Distance is a difficult concept to grasp or explain in the context of grief.
It is both good and bad at the same time. Both painful and liberating. It can both soften your devastation while solidifying the difficult reality of loss.
It can help close the door to the agony of early grief, just as it unearths new aspects of grief that you hadn’t expected. And weren’t altogether ready for.
I am thankful for the distance between where I am now and the horror of the day my daughter drowned.
I no longer fear that if I close my eyes I might be forced to recall and relive the worst day of my life. I’m no longer a complete wreck who can’t manage basic functions in the world around me. I am no longer at the mercy of uncontrollable waves of emotion that might leave me a crying, angry, trembling mess for the majority of the day.
But it isn’t just distance. It is distance combined with hard work. If I had not acknowledged my grief or faced my emotions head on, I might still be trapped in a web of despair concealed by numbness. I might have completely cut myself off from any meaningful interaction with life. Or swallowed my pain and pushed it so deep that it transformed itself into a devastating and debilitating illness.

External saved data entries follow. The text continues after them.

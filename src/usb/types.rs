use std::convert::TryFrom;

/// Packet identifiers, USB 2.0 table 8-1.
#[derive(Debug, Clone, Copy, PartialEq, Eq)]
pub enum Pid {
    Out,
    In,
    Sof,
    Setup,
    Data0,
    Data1,
    Data2,
    MData,
    Ack,
    Nak,
    Stall,
    NYet,
    Pre,
    Split,
    Ping,
}

impl TryFrom<u8> for Pid {
    type Error = u8;
    fn try_from(pid: u8) -> Result<Self, Self::Error> {
        Ok(match pid {
            0b0001 => Pid::Out,
            0b1001 => Pid::In,
            0b0101 => Pid::Sof,
            0b1101 => Pid::Setup,
            0b0011 => Pid::Data0,
            0b1011 => Pid::Data1,
            0b0111 => Pid::Data2,
            0b1111 => Pid::MData,
            0b0010 => Pid::Ack,
            0b1010 => Pid::Nak,
            0b1110 => Pid::Stall,
            0b0110 => Pid::NYet,
            0b1100 => Pid::Pre,
            0b1000 => Pid::Split,
            0b0100 => Pid::Ping,
            _ => return Err(pid),
        })
    }
}

impl Pid {
    pub fn name(self) -> &'static str {
        match self {
            Pid::Out => "OUT",
            Pid::In => "IN",
            Pid::Sof => "SOF",
            Pid::Setup => "SETUP",
            Pid::Data0 => "DATA0",
            Pid::Data1 => "DATA1",
            Pid::Data2 => "DATA2",
            Pid::MData => "MDATA",
            Pid::Ack => "ACK",
            Pid::Nak => "NAK",
            Pid::Stall => "STALL",
            Pid::NYet => "NYET",
            Pid::Pre => "PRE",
            Pid::Split => "SPLIT",
            Pid::Ping => "PING",
        }
    }

    pub fn is_data(self) -> bool {
        matches!(self, Pid::Data0 | Pid::Data1 | Pid::Data2 | Pid::MData)
    }
}

/// The high nibble of a PID byte must be the complement of the low one.
pub fn pid_check(byte: u8) -> bool {
    (byte & 0x0F) ^ (byte >> 4) == 0x0F
}

/// Checks the CRC5 protecting the 11 bits of a token.
///
/// `v` holds the two bytes following the PID, CRC included. An intact token
/// leaves the residual 0b01100 in the register.
pub fn crc5_check(v: &[u8]) -> bool {
    let mut acc = 0x1F;
    for b in v {
        let mut b = *b;
        for _ in 0..8 {
            let do_xor = (b & 1) != ((acc >> 4) & 1);
            acc <<= 1;
            if do_xor {
                acc ^= 5
            }
            acc &= 0x1F;
            b >>= 1;
        }
    }
    acc == 0x0C
}

/// CRC16 of a data payload, returned in the order its two bytes travel on the
/// bus, i.e. comparable with `(trailer[0] << 8) | trailer[1]`.
///
/// This is the byte-wise parity formulation used by AVR firmware rather than a
/// bit-by-bit shift of the 0x8005 polynomial, so that both can be checked
/// against each other.
pub fn crc16(v: &[u8]) -> u16 {
    let mut resid: u16 = 0xFFFF;
    for &b in v {
        let mut x = (u16::from(b) ^ resid) & 0xFF;

        let mut parity = x ^ (x >> 4);
        parity ^= parity >> 2;
        parity = (parity ^ (parity >> 1)) & 1;

        x = (x << 6) ^ (x << 7);
        if parity != 0 {
            x ^= 0xC001;
        }
        resid = x ^ (resid >> 8);
    }
    (!resid).swap_bytes()
}

#[cfg(test)]
mod test {
    use super::*;
    use std::convert::TryFrom;

    // Reference implementation: reflected 0x8005, init 0xFFFF, final complement.
    fn crc16_bitwise(v: &[u8]) -> u16 {
        let mut acc: u16 = 0xFFFF;
        for &b in v {
            acc ^= u16::from(b);
            for _ in 0..8 {
                acc = if acc & 1 == 1 { (acc >> 1) ^ 0xA001 } else { acc >> 1 };
            }
        }
        !acc
    }

    #[test]
    fn crc16_of_nothing_is_zero() {
        assert_eq!(crc16(&[]), 0x0000);
    }

    #[test]
    fn crc16_matches_captured_setup_stages() {
        // GET_DESCRIPTOR(Device, 64)
        assert_eq!(crc16(&[0x80, 0x06, 0x00, 0x01, 0x00, 0x00, 0x40, 0x00]), 0xDD94);
        // SET_ADDRESS(1)
        assert_eq!(crc16(&[0x00, 0x05, 0x01, 0x00, 0x00, 0x00, 0x00, 0x00]), 0xEB25);
        // SET_CONFIGURATION(1)
        assert_eq!(crc16(&[0x00, 0x09, 0x01, 0x00, 0x00, 0x00, 0x00, 0x00]), 0x2725);
    }

    #[test]
    fn crc16_agrees_with_bitwise_polynomial() {
        assert_eq!(crc16_bitwise(b"123456789"), 0xB4C8);
        for payload in [
            &b"123456789"[..],
            &[0x12, 0x01, 0x10, 0x01, 0x00, 0x00, 0x00, 0x08],
            &[0xFF; 8],
            &[0x00],
        ]
        .iter()
        {
            assert_eq!(crc16(payload), crc16_bitwise(payload).swap_bytes());
        }
    }

    #[test]
    fn crc5_accepts_intact_tokens() {
        // SETUP/OUT/IN to address 0 endpoint 0
        assert!(crc5_check(&[0x00, 0x10]));
        // address 0x15 endpoint 2
        assert!(crc5_check(&[0x15, 0x19]));
        // address 0x7F endpoint 15
        assert!(crc5_check(&[0xFF, 0x47]));
        assert!(!crc5_check(&[0x00, 0x18]));
        assert!(!crc5_check(&[0x01, 0x10]));
    }

    #[test]
    fn every_pid_validates_with_its_complement() {
        for pid in 0u8..16 {
            let byte = pid | ((!pid & 0x0F) << 4);
            assert!(pid_check(byte), "{:#04x}", byte);
            for bit in 4..8 {
                assert!(!pid_check(byte ^ (1 << bit)), "{:#04x} ^ bit {}", byte, bit);
            }
        }
    }

    #[test]
    fn pid_table() {
        assert_eq!(Pid::try_from(0b0001), Ok(Pid::Out));
        assert_eq!(Pid::try_from(0b1101).map(Pid::name), Ok("SETUP"));
        assert_eq!(Pid::try_from(0b1010).map(Pid::name), Ok("NAK"));
        assert_eq!(Pid::try_from(0b0000), Err(0));
        let data: Vec<_> = (0u8..16)
            .filter_map(|p| Pid::try_from(p).ok())
            .filter(|p| p.is_data())
            .collect();
        assert_eq!(data, vec![Pid::Data0, Pid::Data2, Pid::Data1, Pid::MData]);
    }
}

Time alone does not heal all wounds. Time just gives you more opportunities to work through your pain…or to find new ways to try to hide from it.
Distance has given me perspective. The perspective that the four years I did get to spend with my daughter is much more than those who are denied the opportunity to have children in the first place. Or those who lose children before they even take their first breath. And while I am forever grateful for having more than a few days, weeks, or months with her, distance also makes me envious of those who got to spend more time – even decades – with their children.
Four years worth of memories of my daughter don’t add up to much. I don’t have a treasure trove of stories to tell. The milestones are limited and weren’t cataloged all that well to begin with. After all, I was expecting a lifetime of them. She didn’t have friends, lovers, or children who will remember her in perpetuity. Her brothers were too young to remember most of the time they spent with her.
All those everyday moments I took for granted are eroding away on the treacherous path of distance. Details are being lost to time. My mind tries to fill in the gaps based on pictures or conjecture, but it only serves to make me question the validity of those memories I once felt so sure of.
When memories are all you have left, distance becomes your enemy…and a new form of grief.
I don’t know what distance has in store for me. Each passing day, week, month and year seem to bring new healing and personal growth. For that I am truly grateful. But it is always with an undertow of longing. I suppose it is representative of life itself. With love comes pain. With pain comes understanding. Understanding leads to growth. Personal growth brings wisdom, purpose, and fulfillment.
I suppose if I am forced to live the rest of my life without watching my daughter grow, I will continue to try to grow and thrive in her honor. From that perspective, I can’t wait to see what the future will bring.
Your explanation of distance in the context of losing your child captures the dilemmas that all bereaved parents encounter with the passage of time. Beautifully written!